For many, Pride is much more than a one-off party or day-long festival. It’s an opportunity for people who may not be “out” publicly to feel comfortable, surrounded by others in their community. The Pride movement emerged after the Stonewall Riots in 1969, and some Prides today have carried on that tradition of protest, using events as an opportunity to connect with other marginalized communities. “It’s become the cornerstone of LGBTQ communities,” says Jed Dowling, the festival director of Dublin LGBTQ Pride. “It’s our Patrick’s Day, it’s our 4th of July, it’s a symbol of everything that was achieved through the year.” This year, activists around the world were planning major celebrations, from Dublin, where same-sex marriage was legalized in 2015, to Zurich, where a recent vote backed proposals to make discrimination on the basis of sexual orientation and gender identity illegal.

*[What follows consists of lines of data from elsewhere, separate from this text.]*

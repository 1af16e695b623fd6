//! Password-sealed secret storage.
//!
//! The vault is a single authenticated-encrypted blob: scrypt stretches
//! the password into the AEAD key, XChaCha20-Poly1305 seals the plaintext.
//! KDF parameters travel inside the record so they can be raised later
//! without breaking vaults sealed under the old cost. Every decryption
//! failure, including malformed salt or nonce material, surfaces as
//! [`VaultError::AuthFailed`] so a wrong password is indistinguishable
//! from a corrupted record.

use chacha20poly1305::aead::{Aead, KeyInit};
use chacha20poly1305::{Key, XChaCha20Poly1305, XNonce};
use displaydoc::Display;
use rand::rngs::OsRng;
use rand::RngCore;
use serde::{Deserialize, Serialize};
use thiserror::Error;
use zeroize::Zeroizing;

/// Current vault record version.
pub const VAULT_VERSION: u32 = 1;

const KDF_NAME: &str = "scrypt";
const CIPHER_NAME: &str = "xchacha20-poly1305";

const SCRYPT_LOG_N: u8 = 15;
const SCRYPT_R: u32 = 8;
const SCRYPT_P: u32 = 1;

const SALT_LEN: usize = 16;
const NONCE_LEN: usize = 24;
const KEY_LEN: usize = 32;

/// Vault failures.
#[derive(Clone, Debug, Display, Error, Eq, PartialEq)]
pub enum VaultError {
    /// Unsupported vault version: {0}
    VersionUnsupported(u32),

    /// Unsupported vault algorithm: {0}
    AlgUnsupported(String),

    /// Vault authentication failed
    AuthFailed,

    /// Vault sealing failed
    SealFailed,
}

/// KDF name and parameters stored alongside the ciphertext.
#[derive(Clone, Debug, Deserialize, Eq, PartialEq, Serialize)]
pub struct KdfParams {
    /// KDF algorithm name.
    pub name: String,
    /// scrypt cost parameter (the full N, not its log).
    #[serde(rename = "N")]
    pub n: u64,
    /// scrypt block size.
    pub r: u32,
    /// scrypt parallelism.
    pub p: u32,
    /// Salt, lowercase `0x` hex.
    #[serde(rename = "saltHex")]
    pub salt_hex: String,
}

/// Cipher name and nonce stored alongside the ciphertext.
#[derive(Clone, Debug, Deserialize, Eq, PartialEq, Serialize)]
pub struct CipherParams {
    /// AEAD algorithm name.
    pub name: String,
    /// Nonce, lowercase `0x` hex.
    #[serde(rename = "nonceHex")]
    pub nonce_hex: String,
}

/// A sealed vault record, serializable to the storage interface as JSON.
#[derive(Clone, Debug, Deserialize, Eq, PartialEq, Serialize)]
pub struct VaultRecord {
    /// Record format version.
    pub version: u32,
    /// Key derivation parameters.
    pub kdf: KdfParams,
    /// Cipher parameters.
    pub cipher: CipherParams,
    /// Ciphertext with AEAD tag, lowercase `0x` hex.
    #[serde(rename = "ciphertextHex")]
    pub ciphertext_hex: String,
}

impl VaultRecord {
    /// Seal `plaintext` under `password` with a fresh salt and nonce.
    pub fn create(password: &str, plaintext: &[u8]) -> Result<Self, VaultError> {
        let mut salt = [0u8; SALT_LEN];
        OsRng.fill_bytes(&mut salt);
        let mut nonce = [0u8; NONCE_LEN];
        OsRng.fill_bytes(&mut nonce);

        let key = derive_key(password, &salt, SCRYPT_LOG_N, SCRYPT_R, SCRYPT_P)?;
        let cipher = XChaCha20Poly1305::new(Key::from_slice(&key[..]));
        let ciphertext = cipher
            .encrypt(XNonce::from_slice(&nonce), plaintext)
            .map_err(|_| VaultError::SealFailed)?;

        Ok(Self {
            version: VAULT_VERSION,
            kdf: KdfParams {
                name: KDF_NAME.to_string(),
                n: 1u64 << SCRYPT_LOG_N,
                r: SCRYPT_R,
                p: SCRYPT_P,
                salt_hex: format!("0x{}", hex::encode(salt)),
            },
            cipher: CipherParams {
                name: CIPHER_NAME.to_string(),
                nonce_hex: format!("0x{}", hex::encode(nonce)),
            },
            ciphertext_hex: format!("0x{}", hex::encode(&ciphertext)),
        })
    }

    /// Open the vault with `password`, yielding the plaintext.
    ///
    /// The record's own KDF parameters drive key derivation, so records
    /// sealed under older costs keep opening after the defaults move.
    pub fn open(&self, password: &str) -> Result<Zeroizing<Vec<u8>>, VaultError> {
        if self.version != VAULT_VERSION {
            return Err(VaultError::VersionUnsupported(self.version));
        }
        if self.kdf.name != KDF_NAME {
            return Err(VaultError::AlgUnsupported(self.kdf.name.clone()));
        }
        if self.cipher.name != CIPHER_NAME {
            return Err(VaultError::AlgUnsupported(self.cipher.name.clone()));
        }

        let salt = decode_hex_field(&self.kdf.salt_hex)?;
        let nonce = decode_hex_field(&self.cipher.nonce_hex)?;
        if nonce.len() != NONCE_LEN {
            return Err(VaultError::AuthFailed);
        }
        let ciphertext = decode_hex_field(&self.ciphertext_hex)?;

        let log_n = log2_exact(self.kdf.n).ok_or(VaultError::AuthFailed)?;
        let key = derive_key(password, &salt, log_n, self.kdf.r, self.kdf.p)?;
        let cipher = XChaCha20Poly1305::new(Key::from_slice(&key[..]));
        let plaintext = cipher
            .decrypt(XNonce::from_slice(&nonce), ciphertext.as_slice())
            .map_err(|_| VaultError::AuthFailed)?;

        Ok(Zeroizing::new(plaintext))
    }

    /// Serialize for the storage interface.
    pub fn to_bytes(&self) -> Vec<u8> {
        serde_json::to_vec(self).expect("vault record serializes")
    }

    /// Parse a stored record.
    pub fn from_bytes(bytes: &[u8]) -> Result<Self, VaultError> {
        serde_json::from_slice(bytes).map_err(|_| VaultError::AuthFailed)
    }
}

fn decode_hex_field(s: &str) -> Result<Vec<u8>, VaultError> {
    let body = s.strip_prefix("0x").unwrap_or(s);
    hex::decode(body).map_err(|_| VaultError::AuthFailed)
}

fn log2_exact(n: u64) -> Option<u8> {
    if n.is_power_of_two() {
        Some(n.trailing_zeros() as u8)
    } else {
        None
    }
}

fn derive_key(
    password: &str,
    salt: &[u8],
    log_n: u8,
    r: u32,
    p: u32,
) -> Result<Zeroizing<[u8; KEY_LEN]>, VaultError> {
    let params =
        scrypt::Params::new(log_n, r, p, KEY_LEN).map_err(|_| VaultError::AuthFailed)?;
    let mut key = Zeroizing::new([0u8; KEY_LEN]);
    scrypt::scrypt(password.as_bytes(), salt, &params, &mut key[..])
        .map_err(|_| VaultError::AuthFailed)?;
    Ok(key)
}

For others, Pride is also an opportunity to push for further social change. Same-sex activity in the Cook Islands in the South Pacific is currently illegal, and advocates say there is strong social stigma attached to being LGBTQ. The coronavirus crisis has meant that the first ever Pride Cook Islands has been postponed indefinitely, as has a planned review of the legislation surrounding same-sex relations, which has been pushed back from June to September. But Karla Eggleton, spokeswoman for Pride Cook Islands remains optimistic about the future of the event and says that the community is in close contact on social media. “You know what they say, there’s always a rainbow after the rain,” she says.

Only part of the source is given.